The logical error in the example is intentional to illustrate the potential weakness of the concept. ‘Expenses’ typically exist independently of ‘Revenue’ and generate negative Net Income. So with this marked rule, Jedox In-Memory DB will probably generate results different from the same rule without markers.

Therefore we should write:

['Net Income'] = [['Revenue']] - [['Expenses']]

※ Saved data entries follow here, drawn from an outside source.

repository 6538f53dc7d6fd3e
mod common;
mod routing;
use std::env;
use std::fmt;
use std::net::{IpAddr, SocketAddr};

/// Distinguishes runtime behavior for different stages of the service.
#[derive(Debug, Clone, Copy, PartialEq, Eq)]
pub enum AppEnvironment {
    Development,
    Test,
    Production,
}

impl AppEnvironment {
    fn from_str(value: &str) -> Self {
        match value.trim().to_ascii_lowercase().as_str() {
            "prod" | "production" => Self::Production,
            "test" | "ci" => Self::Test,
            _ => Self::Development,
        }
    }
}

/// Top-level configuration for the intake service.
#[derive(Debug, Clone)]
pub struct AppConfig {
    pub environment: AppEnvironment,
    pub server: ServerConfig,
    pub telemetry: TelemetryConfig,
}

impl AppConfig {
    pub fn load() -> Result<Self, ConfigError> {
        dotenvy::dotenv().ok();

        let environment = AppEnvironment::from_str(
            &env::var("APP_ENV").unwrap_or_else(|_| "development".to_string()),
        );

        let host = env::var("APP_HOST").unwrap_or_else(|_| "127.0.0.1".to_string());
        let port = env::var("APP_PORT")
            .unwrap_or_else(|_| "3000".to_string())
            .parse::<u16>()
            .map_err(|_| ConfigError::InvalidPort)?;

        let log_level = env::var("APP_LOG_LEVEL").unwrap_or_else(|_| "info".to_string());

        Ok(Self {
            environment,
            server: ServerConfig { host, port },
            telemetry: TelemetryConfig { log_level },
        })
    }
}

/// Settings controlling the HTTP server binding.
#[derive(Debug, Clone)]
pub struct ServerConfig {
    pub host: String,
    pub port: u16,
}

impl ServerConfig {
    pub fn socket_addr(&self) -> Result<SocketAddr, ConfigError> {
        if self.host.eq_ignore_ascii_case("localhost") {
            return Ok(SocketAddr::new(IpAddr::from([127, 0, 0, 1]), self.port));
        }

        let ip: IpAddr = self
            .host
            .parse()
            .map_err(|source| ConfigError::InvalidHost { source })?;

        Ok(SocketAddr::new(ip, self.port))
    }
}

/// Tracing controls.
#[derive(Debug, Clone)]
pub struct TelemetryConfig {
    pub log_level: String,
}

#[derive(Debug)]
pub enum ConfigError {
    InvalidPort,
    InvalidHost { source: std::net::AddrParseError },
}

impl fmt::Display for ConfigError {
    fn fmt(&self, f: &mut fmt::Formatter<'_>) -> fmt::Result {
        match self {
            ConfigError::InvalidPort => write!(f, "APP_PORT must be a valid u16"),
            ConfigError::InvalidHost { .. } => {
                write!(f, "APP_HOST must parse to an IPv4 or IPv6 address")
            }
        }
    }
}

impl std::error::Error for ConfigError {
    fn source(&self) -> Option<&(dyn std::error::Error + 'static)> {
        match self {
            ConfigError::InvalidPort => None,
            ConfigError::InvalidHost { source } => Some(source),
        }
    }
}
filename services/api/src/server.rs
use crate::cli::ServeArgs;
use crate::infra::{standard_roster, AppState, InMemoryLeadRepository, LogNotificationSink};
use crate::routes::with_intake_routes;
use axum::Extension;
use axum_prometheus::PrometheusMetricLayer;
use leadflow::config::AppConfig;
use leadflow::error::AppError;
use leadflow::telemetry;
use leadflow::workflows::intake::{LeadIntakeService, RoutingConfig, ScoringConfig};
use std::sync::atomic::Ordering;
use std::sync::Arc;
use tracing::info;

pub(crate) async fn run(mut args: ServeArgs) -> Result<(), AppError> {
    let mut config = AppConfig::load()?;

    if let Some(host) = args.host.take() {
        config.server.host = host;
    }
    if let Some(port) = args.port.take() {
        config.server.port = port;
    }

    telemetry::init(&config.telemetry)?;

    let (prometheus_layer, prometheus_handle) = PrometheusMetricLayer::pair();
    let readiness_flag = Arc::new(std::sync::atomic::AtomicBool::new(false));
    let app_state = AppState {
        readiness: readiness_flag.clone(),
        metrics: Arc::new(prometheus_handle),
    };

    let roster = Arc::new(standard_roster());
    let repository = Arc::new(InMemoryLeadRepository::default());
    let notifications = Arc::new(LogNotificationSink);
    let intake_service = Arc::new(LeadIntakeService::new(
        roster,
        repository,
        notifications,
        ScoringConfig::standard(),
        RoutingConfig::standard(),
    ));

    let app = with_intake_routes(intake_service)
        .layer(Extension(app_state))
        .layer(prometheus_layer);

    let addr = config.server.socket_addr()?;
    let listener = tokio::net::TcpListener::bind(addr).await?;
    readiness_flag.store(true, Ordering::Release);

    info!(?config.environment, %addr, "lead intake orchestrator ready");

    axum::serve(listener, app).await?;
    Ok(())
}
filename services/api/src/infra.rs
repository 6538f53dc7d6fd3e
use std::collections::{BTreeSet, HashMap};
use std::sync::atomic::AtomicBool;
use std::sync::{Arc, Mutex};

use metrics_exporter_prometheus::PrometheusHandle;
use tracing::info;

use leadflow::workflows::intake::{
    Availability, LeadId, LeadRecord, LeadRepository, MemberId, NotificationError,
    NotificationSink, RepositoryError, RosterError, RosterStore, RoutingNotification, TeamMember,
};

#[derive(Clone)]
pub(crate) struct AppState {
    pub(crate) readiness: Arc<AtomicBool>,
    pub(crate) metrics: Arc<PrometheusHandle>,
}

/// Single-mutex roster: the reservation check and increment run under one
/// lock, which is the atomicity the routing engine's contract requires.
#[derive(Default, Clone)]
pub(crate) struct InMemoryRoster {
    inner: Arc<Mutex<RosterInner>>,
}

#[derive(Default)]
struct RosterInner {
    teams: HashMap<String, Vec<MemberId>>,
    members: HashMap<MemberId, TeamMember>,
}

impl InMemoryRoster {
    pub(crate) fn insert_team(&self, team: &str, members: Vec<TeamMember>) {
        let mut inner = self.inner.lock().expect("roster mutex poisoned");
        let ids: Vec<MemberId> = members.iter().map(|member| member.id.clone()).collect();
        inner.teams.insert(team.to_string(), ids);
        for member in members {
            inner.members.insert(member.id.clone(), member);
        }
    }

    /// Team snapshots ordered by team name, for demo and ops output.
    pub(crate) fn snapshot(&self) -> Vec<(String, Vec<TeamMember>)> {
        let inner = self.inner.lock().expect("roster mutex poisoned");
        let mut teams: Vec<(String, Vec<TeamMember>)> = inner
            .teams
            .iter()
            .map(|(team, ids)| {
                let members = ids
                    .iter()
                    .filter_map(|id| inner.members.get(id).cloned())
                    .collect();
                (team.clone(), members)
            })
            .collect();
        teams.sort_by(|a, b| a.0.cmp(&b.0));
        teams
    }
}

impl RosterStore for InMemoryRoster {
    fn team_members(&self, team: &str) -> Result<Vec<TeamMember>, RosterError> {
        let inner = self.inner.lock().expect("roster mutex poisoned");
        let members = inner
            .teams
            .get(team)
            .map(|ids| {
                ids.iter()
                    .filter_map(|id| inner.members.get(id).cloned())
                    .collect()
            })
            .unwrap_or_default();
        Ok(members)
    }

    fn reserve_capacity(&self, member: &MemberId) -> Result<bool, RosterError> {
        let mut inner = self.inner.lock().expect("roster mutex poisoned");
        let record = inner
            .members
            .get_mut(member)
            .ok_or_else(|| RosterError::UnknownMember(member.0.clone()))?;
        if record.current_load < record.max_load {
            record.current_load += 1;
            Ok(true)
        } else {
            Ok(false)
        }
    }

    fn release_capacity(&self, member: &MemberId) -> Result<(), RosterError> {
        let mut inner = self.inner.lock().expect("roster mutex poisoned");
        let record = inner
            .members
            .get_mut(member)
            .ok_or_else(|| RosterError::UnknownMember(member.0.clone()))?;
        record.current_load = record.current_load.saturating_sub(1);
        Ok(())
    }
}

#[derive(Default, Clone)]
pub(crate) struct InMemoryLeadRepository {
    records: Arc<Mutex<HashMap<LeadId, LeadRecord>>>,
}

impl LeadRepository for InMemoryLeadRepository {
    fn insert(&self, record: LeadRecord) -> Result<LeadRecord, RepositoryError> {
        let mut guard = self.records.lock().expect("repository mutex poisoned");
        if guard.contains_key(&record.lead_id) {
            return Err(RepositoryError::Conflict);
        }
        guard.insert(record.lead_id.clone(), record.clone());
        Ok(record)
    }

    fn update(&self, record: LeadRecord) -> Result<(), RepositoryError> {
        let mut guard = self.records.lock().expect("repository mutex poisoned");
        if guard.contains_key(&record.lead_id) {
            guard.insert(record.lead_id.clone(), record);
            Ok(())
        } else {
            Err(RepositoryError::NotFound)
        }
    }

    fn fetch(&self, id: &LeadId) -> Result<Option<LeadRecord>, RepositoryError> {
        let guard = self.records.lock().expect("repository mutex poisoned");
        Ok(guard.get(id).cloned())
    }

    fn recent(&self, limit: usize) -> Result<Vec<LeadRecord>, RepositoryError> {
        let guard = self.records.lock().expect("repository mutex poisoned");
        let mut records: Vec<LeadRecord> = guard.values().cloned().collect();
        records.sort_by(|a, b| b.lead_id.0.cmp(&a.lead_id.0));
        records.truncate(limit);
        Ok(records)
    }
}

/// Log-only sink standing in for the CRM/call-placement adapters that
/// subscribe to routed leads in production.
#[derive(Default, Clone)]
pub(crate) struct LogNotificationSink;

impl NotificationSink for LogNotificationSink {
    fn publish(&self, notification: RoutingNotification) -> Result<(), NotificationError> {
        info!(
            template = %notification.template,
            lead = %notification.lead_id.0,
            team = notification.details.get("team").map(String::as_str).unwrap_or("-"),
            "routing notification"
        );
        Ok(())
    }
}

pub(crate) fn standard_roster() -> InMemoryRoster {
    let roster = InMemoryRoster::default();
    roster.insert_team(
        "personal-injury",
        vec![
            agent("maya-torres", "Maya Torres", &["personal injury", "car accident"], &["en", "es"], 8),
            agent("dan-whitfield", "Dan Whitfield", &["personal injury"], &["en"], 6),
        ],
    );
    roster.insert_team(
        "criminal-defense",
        vec![
            agent("lena-ortiz", "Lena Ortiz", &["criminal defense"], &["en", "es"], 6),
            agent("rob-calder", "Rob Calder", &["criminal defense"], &["en"], 6),
        ],
    );
    roster.insert_team(
        "family-law",
        vec![agent("ivy-nakamura", "Ivy Nakamura", &["family law"], &["en"], 7)],
    );
    roster.insert_team(
        "immigration",
        vec![agent("karim-haddad", "Karim Haddad", &["immigration"], &["en", "es", "ar"], 7)],
    );
    roster.insert_team(
        "business-law",
        vec![agent("june-park", "June Park", &["business law"], &["en"], 5)],
    );
    roster.insert_team(
        "estate-planning",
        vec![agent("olive-brandt", "Olive Brandt", &["estate planning"], &["en"], 5)],
    );
    roster.insert_team(
        "intake",
        vec![
            agent("sasha-reed", "Sasha Reed", &[], &["en", "es"], 12),
            agent("tom-ellis", "Tom Ellis", &[], &["en"], 12),
        ],
    );
    roster
}

fn agent(
    id: &str,
    name: &str,
    specialties: &[&str],
    languages: &[&str],
    max_load: u32,
) -> TeamMember {
    TeamMember {
        id: MemberId(id.to_string()),
        name: name.to_string(),
        specialties: to_set(specialties),
        languages: to_set(languages),
        current_load: 0,
        max_load,
        availability: Availability::Available,
    }
}

fn to_set(values: &[&str]) -> BTreeSet<String> {
    values.iter().map(|value| value.to_string()).collect()
}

assuming that 'Expenses' data are not as sparse as 'Revenue', or that it can be rule-calculated, "splashing" branch Monthly Expenses for All Products to detail level for days, individual products, sales channels, etc. Thus the 'Net Income' data are as dense as 'Expenses'. In extreme cases, the Marker-Driven Engine can be as slow as the Structure-Driven Engine, except for extra memory demands and slow startup.

Dynamic Marker-Driven Engine

To circumvent some constraints of the Static Marker-Driven Engine, Jedox introduced the Dynamic Marker-Driven Engine (DMDE). By default, Jedox In-Memory DB will use this new Dynamic Marker-Driven Engine for all rules where markers are defined, and for which the Data-Driven Engine (see below) cannot be used. The legacy Static Marker-Driven Engine is no longer used for calculations.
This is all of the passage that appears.